Affiliation:
1. University of Leeds, UK
Abstract
Due to its huge bandwidth, optical fibre is currently widely deployed to provide a variety of telecommunications services and applications. Wavelength-division multiplexing (WDM) has emerged as the technology of choice to harness the huge bandwidth available in an optical fibre. Traffic grooming supports efficient utilization of network resources by allowing sub-wavelength granularity connections to be groomed onto a single lightpath. Fault-tolerance for WDM networks is a major architectural and design issue as a single link failure can cause loss of an enormous amount of information. However, providing 100% guaranteed resilience to all types of traffic supported by existing and future networks may be unnecessary and wasteful in terms of resource utilization and cost efficiency.
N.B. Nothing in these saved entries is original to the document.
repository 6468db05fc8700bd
pub mod auth_card;
pub mod button;
pub mod card;
pub mod icon;
pub mod images;
pub mod landing_sections;
pub mod report_header;
pub mod theme_toggle;

pub use auth_card::{AuthCard, PasswordField, SocialButtons};
pub use button::{Button, ButtonVariant};
pub use card::{Card, KpiCard};
pub use icon::IconGlyph;
pub use images::{
    AI_ASSISTANT, ANALYTICS_DASHBOARD, CAMPAIGN_DASHBOARD, LOGO, SOCIAL_ADS_CONTROL, provider_logo,
};
pub use landing_sections::{HeroSection, HowItWorksSection, PricingSection};
pub use report_header::ReportHeader;
pub use theme_toggle::ThemeToggle;
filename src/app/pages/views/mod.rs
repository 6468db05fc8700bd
// One view per dashboard page, all static mock content
pub mod accounts;
pub mod ai_advisor;
pub mod campaign;
pub mod overview;
pub mod profile;
pub mod report;

pub use accounts::AccountsPage;
pub use ai_advisor::AIAdvisorPage;
pub use campaign::CampaignPage;
pub use overview::DashboardPage;
pub use profile::ProfilePage;
pub use report::ReportPage;

use dioxus::prelude::*;

/// Common heading for dashboard views
#[component]
fn ViewHeader(title: &'static str, subtitle: &'static str) -> Element {
    rsx! {
        header { class: "c-view__header",
            h1 { class: "c-view__title", "{title}" }
            p { class: "c-view__subtitle", "{subtitle}" }
        }
    }
}
use super::ViewHeader;
use crate::app::components::Card;
use crate::domain::mock::PROFILE;

use dioxus::prelude::*;

#[component]
pub fn ProfilePage() -> Element {
    let initial = PROFILE.initial();

    rsx! {
        section { class: "c-view", "data-page": "profile",
            ViewHeader {
                title: "Profile",
                subtitle: "Your account details",
            }

            Card {
                div { class: "c-profile",
                    div { class: "c-profile__avatar", "{initial}" }
                    dl { class: "c-profile__details",
                        dt { "Name" }
                        dd { "{PROFILE.display_name}" }
                        dt { "Email" }
                        dd { "{PROFILE.email}" }
                        dt { "Plan" }
                        dd { "{PROFILE.plan}" }
                        dt { "Member since" }
                        dd { "{PROFILE.member_since}" }
                    }
                }
            }
        }
    }
}
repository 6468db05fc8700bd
use crate::app::components::LOGO;
use crate::config::site;
use dioxus::prelude::*;

const STORES: &[&str] = &["App Store", "Play Store"];
const SOCIAL: &[(&str, &str)] = &[
    ("Facebook", "f"),
    ("Twitter", "𝕏"),
    ("LinkedIn", "in"),
    ("Instagram", "◎"),
];

#[component]
pub fn LandingFooter() -> Element {
    let site = site();
    let footer = &site.footer;

    rsx! {
        footer { class: "c-footer",
            div { class: "c-footer__inner",
                div { class: "c-footer__grid",
                    div { class: "c-footer__brand",
                        div { class: "c-footer__logo",
                            img { src: LOGO, alt: "{site.brand}", width: "40", height: "40" }
                            span { "{site.brand}" }
                        }
                        p { class: "c-footer__text", "{footer.download_blurb}" }
                        div { class: "c-footer__stores",
                            for store in STORES.iter() {
                                button { key: "{store}", r#type: "button", class: "c-footer__store", "{store}" }
                            }
                        }
                    }

                    for group in footer.link_groups.iter() {
                        div { key: "{group.title}", class: "c-footer__column",
                            h4 { class: "c-footer__heading", "{group.title}" }
                            ul {
                                for link in group.links.iter() {
                                    li { key: "{link}",
                                        a { href: "#", class: "c-footer__link", "{link}" }
                                    }
                                }
                            }
                        }
                    }

                    div { class: "c-footer__column",
                        h4 { class: "c-footer__heading", "Contact" }
                        ul {
                            for line in footer.contact.iter() {
                                li { key: "{line}", class: "c-footer__text", "{line}" }
                            }
                        }
                    }

                    div { class: "c-footer__column",
                        h4 { class: "c-footer__heading", "Social media" }
                        div { class: "c-footer__social",
                            for (name, mark) in SOCIAL.iter() {
                                a { key: "{name}", href: "#", class: "c-footer__social-link", title: "{name}", "{mark}" }
                            }
                        }
                    }
                }

                p { class: "c-footer__copyright", "{footer.copyright}" }
            }
        }
    }
}
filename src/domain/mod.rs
// Domain layer: pure Rust, no rendering
pub mod mock;
pub mod models;
use crate::domain::models::{NavigationState, SidebarMode};
use dioxus::prelude::*;

/// Navigation state cell for the dashboard shell. Call once, in the layout
/// that owns it, and hand the signal's setter down to the sidebar.
pub fn use_navigation_state() -> Signal<NavigationState> {
    use_signal(NavigationState::new)
}

/// Local hover-expand state for one sidebar instance
pub fn use_sidebar_mode() -> Signal<SidebarMode> {
    use_signal(SidebarMode::default)
}
use crate::app::components::{HeroSection, HowItWorksSection, PricingSection};
use crate::app::layouts::{LandingFooter, LandingNavbar};
use dioxus::prelude::*;

/// `/` route: marketing page
#[component]
pub fn Landing() -> Element {
    rsx! {
        div { class: "c-landing",
            LandingNavbar {}
            HeroSection {}
            HowItWorksSection {}
            PricingSection {}
            LandingFooter {}
        }
    }
}
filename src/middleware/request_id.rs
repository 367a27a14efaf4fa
use axum::{
    body::Body,
    extract::Request,
    http::{HeaderMap, HeaderValue},
    middleware::Next,
    response::Response,
};
use uuid::Uuid;

/// HTTP header carrying the request ID in both directions
pub const REQUEST_ID_HEADER: &str = "x-request-id";

/// Per-request identifier stored in request extensions
#[derive(Clone, Copy, Debug, PartialEq, Eq)]
pub struct RequestId(pub Uuid);

impl RequestId {
    pub fn new() -> Self {
        Self(Uuid::new_v4())
    }

    /// Reuses a well-formed UUID from the incoming headers
    pub fn from_headers(headers: &HeaderMap) -> Option<Self> {
        headers
            .get(REQUEST_ID_HEADER)
            .and_then(|h| h.to_str().ok())
            .and_then(|s| Uuid::parse_str(s.trim()).ok())
            .map(Self)
    }
}

impl Default for RequestId {
    fn default() -> Self {
        Self::new()
    }
}

impl std::fmt::Display for RequestId {
    fn fmt(&self, f: &mut std::fmt::Formatter<'_>) -> std::fmt::Result {
        write!(f, "{}", self.0)
    }
}

/// Tags every request with a `RequestId` and echoes it in the response.
///
/// A valid UUID in the incoming `x-request-id` header is kept; anything else
/// is replaced with a fresh v4 UUID.
pub async fn request_id_middleware(mut request: Request, next: Next) -> Response {
    let request_id = RequestId::from_headers(request.headers()).unwrap_or_default();
    request.extensions_mut().insert(request_id);

    let mut response = next.run(request).await;

    if let Ok(value) = HeaderValue::from_str(&request_id.to_string()) {
        response.headers_mut().insert(REQUEST_ID_HEADER, value);
    }

    response
}

/// Span for `TraceLayer` tagged with the request ID
pub fn make_span_with_request_id(request: &Request<Body>) -> tracing::Span {
    let request_id = request
        .extensions()
        .get::<RequestId>()
        .map(ToString::to_string)
        .unwrap_or_else(|| "unknown".to_string());

    tracing::info_span!(
        "http_request",
        method = %request.method(),
        uri = %request.uri(),
        request_id = %request_id,
    )
}
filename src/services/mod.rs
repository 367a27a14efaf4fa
pub mod metadata;
pub mod providers;
pub mod recommendations;

pub use metadata::MetadataEnricher;
pub use providers::{MetadataProvider, TmdbProvider};
pub use recommendations::{Recommender, DEFAULT_TOP_N};
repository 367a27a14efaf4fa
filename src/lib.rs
pub mod api;
pub mod config;
pub mod db;
pub mod error;
pub mod middleware;
pub mod models;
pub mod services;
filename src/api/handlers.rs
use axum::{
    extract::{
        rejection::{PathRejection, QueryRejection},
        Path, Query, State,
    },
    http::StatusCode,
    Extension, Json,
};
use serde::Deserialize;
use serde_json::{json, Value};

use crate::{
    error::{AppError, AppResult},
    middleware::RequestId,
    models::{Movie, MovieList, RecommendationResponse},
};

use super::AppState;

#[derive(Debug, Deserialize)]
pub struct RecommendationQuery {
    #[serde(alias = "title")]
    pub movie_title: Option<String>,
    pub count: Option<i64>,
}

/// Health check endpoint
pub async fn health_check() -> (StatusCode, Json<Value>) {
    (StatusCode::OK, Json(json!({ "status": "healthy" })))
}

/// All movie titles in catalog order
pub async fn list_movies(State(state): State<AppState>) -> Json<MovieList> {
    let movies = state
        .snapshot()
        .catalog
        .list_titles()
        .into_iter()
        .map(str::to_string)
        .collect();
    Json(MovieList { movies })
}

/// Movies most similar to the given title, enriched with metadata
pub async fn get_recommendations(
    State(state): State<AppState>,
    Extension(request_id): Extension<RequestId>,
    query: Result<Query<RecommendationQuery>, QueryRejection>,
) -> AppResult<Json<RecommendationResponse>> {
    let Query(query) = query?;
    let title = query
        .movie_title
        .ok_or_else(|| AppError::InvalidInput("movie_title is required".to_string()))?;
    let count = state.limits.resolve(query.count);

    tracing::info!(
        request_id = %request_id,
        title = %title,
        count,
        "Processing recommendation request"
    );

    let entries = match state.recommender.recommend(&title, count) {
        Ok(entries) => entries,
        Err(e) => {
            tracing::info!(request_id = %request_id, title = %title, error = %e, "Recommendation lookup failed");
            return Err(e);
        }
    };

    let ids: Vec<i64> = entries.iter().map(|e| e.external_id).collect();
    let metadata = state.enricher.enrich_many(&ids).await;

    let recommendations: Vec<Movie> = entries
        .into_iter()
        .zip(metadata)
        .map(|(entry, metadata)| Movie::from_parts(entry, metadata).without_description())
        .collect();

    tracing::info!(
        request_id = %request_id,
        returned = recommendations.len(),
        "Recommendations completed"
    );

    Ok(Json(RecommendationResponse { recommendations }))
}

/// Details for a single catalog movie by external id
pub async fn get_movie_details(
    State(state): State<AppState>,
    Extension(request_id): Extension<RequestId>,
    movie_id: Result<Path<i64>, PathRejection>,
) -> AppResult<Json<Movie>> {
    let Path(movie_id) = movie_id?;
    let entry = state.snapshot().catalog.find_by_external_id(movie_id)?;

    tracing::info!(
        request_id = %request_id,
        external_id = movie_id,
        title = %entry.title,
        "Fetching movie details"
    );

    let metadata = state.enricher.enrich(movie_id).await;
    Ok(Json(Movie::from_parts(entry, metadata)))
}
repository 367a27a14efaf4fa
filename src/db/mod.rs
pub mod catalog;
pub mod similarity;
pub mod snapshot;

pub use catalog::CatalogStore;
pub use similarity::SimilarityIndex;
pub use snapshot::Snapshot;
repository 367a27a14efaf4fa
use serde::{Deserialize, Serialize};

/// A movie known to the catalog
///
/// `row_index` is the position in the catalog snapshot and doubles as the
/// row/column index into the similarity matrix.
#[derive(Debug, Clone, PartialEq, Eq, Serialize)]
pub struct CatalogEntry {
    pub row_index: usize,
    pub title: String,
    /// Identifier in the TMDB namespace
    pub external_id: i64,
}

/// Normalized metadata for a single movie
#[derive(Debug, Clone, PartialEq, Serialize, Deserialize)]
pub struct MovieMetadata {
    pub poster_url: String,
    pub genres: Vec<String>,
    pub description: Option<String>,
}

impl MovieMetadata {
    /// Metadata used when the external lookup is unavailable
    pub fn placeholder(poster_url: &str) -> Self {
        Self {
            poster_url: poster_url.to_string(),
            genres: Vec::new(),
            description: None,
        }
    }
}

/// Outcome of an external metadata lookup
#[derive(Debug, Clone, PartialEq)]
pub enum MetadataResult {
    Success(MovieMetadata),
    /// Network failure, timeout, non-2xx status, bad body or missing credential
    Unavailable,
}

impl MetadataResult {
    pub fn is_available(&self) -> bool {
        matches!(self, MetadataResult::Success(_))
    }

    /// Collapses `Unavailable` into placeholder metadata
    pub fn or_placeholder(self, poster_url: &str) -> MovieMetadata {
        match self {
            MetadataResult::Success(metadata) => metadata,
            MetadataResult::Unavailable => MovieMetadata::placeholder(poster_url),
        }
    }
}

/// Movie as returned to clients
#[derive(Debug, Clone, PartialEq, Serialize, Deserialize)]
pub struct Movie {
    pub id: String,
    pub title: String,
    pub genres: Vec<String>,
    pub poster: String,
    #[serde(default, skip_serializing_if = "Option::is_none")]
    pub description: Option<String>,
}

impl Movie {
    pub fn from_parts(entry: &CatalogEntry, metadata: MovieMetadata) -> Self {
        Self {
            id: entry.external_id.to_string(),
            title: entry.title.clone(),
            genres: metadata.genres,
            poster: metadata.poster_url,
            description: metadata.description,
        }
    }

    /// Drops the synopsis, as recommendation lists do not carry it
    pub fn without_description(mut self) -> Self {
        self.description = None;
        self
    }
}

#[derive(Debug, Serialize, Deserialize)]
pub struct MovieList {
    pub movies: Vec<String>,
}

#[derive(Debug, Serialize, Deserialize)]
pub struct RecommendationResponse {
    pub recommendations: Vec<Movie>,
}

// ============================================================================
// Snapshot Types
// ============================================================================

/// One row of the catalog snapshot file
#[derive(Debug, Clone, Deserialize, Serialize)]
pub struct CatalogRecord {
    pub movie_id: i64,
    pub title: String,
}

// ============================================================================
// TMDB API Types
// ============================================================================

/// Response from TMDB `GET /movie/{id}`
#[derive(Debug, Clone, Deserialize)]
pub struct TmdbMovie {
    #[serde(default)]
    pub poster_path: Option<String>,
    #[serde(default)]
    pub genres: Vec<TmdbGenre>,
    #[serde(default)]
    pub overview: Option<String>,
}

#[derive(Debug, Clone, Deserialize)]
pub struct TmdbGenre {
    pub name: String,
}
This chapter investigates the problem of dynamic traffic grooming for WDM networks under a differentiated resilience scheme. We propose two differentiated resilience schemes at different grooming levels— Differentiated Resilience at Lightpath (DRAL) level scheme, and Differentiated Resilience at Connection (DRAC) level scheme. These schemes explore different ways of provisioning backup paths and tradeoff between bandwidth efficiency and the number of required grooming ports. Both schemes support three resilience classes: dedicated protection, shared protection, and restoration. Simulation is carried out to evaluate and compare the two differentiated resilience schemes. Simulation results show that the DRAL scheme is not very sensitive to the changes in the number of grooming ports, while the DRAC scheme utilizes grooming ports more aggressively as it trades grooming ports for bandwidth efficiency in routing and grooming.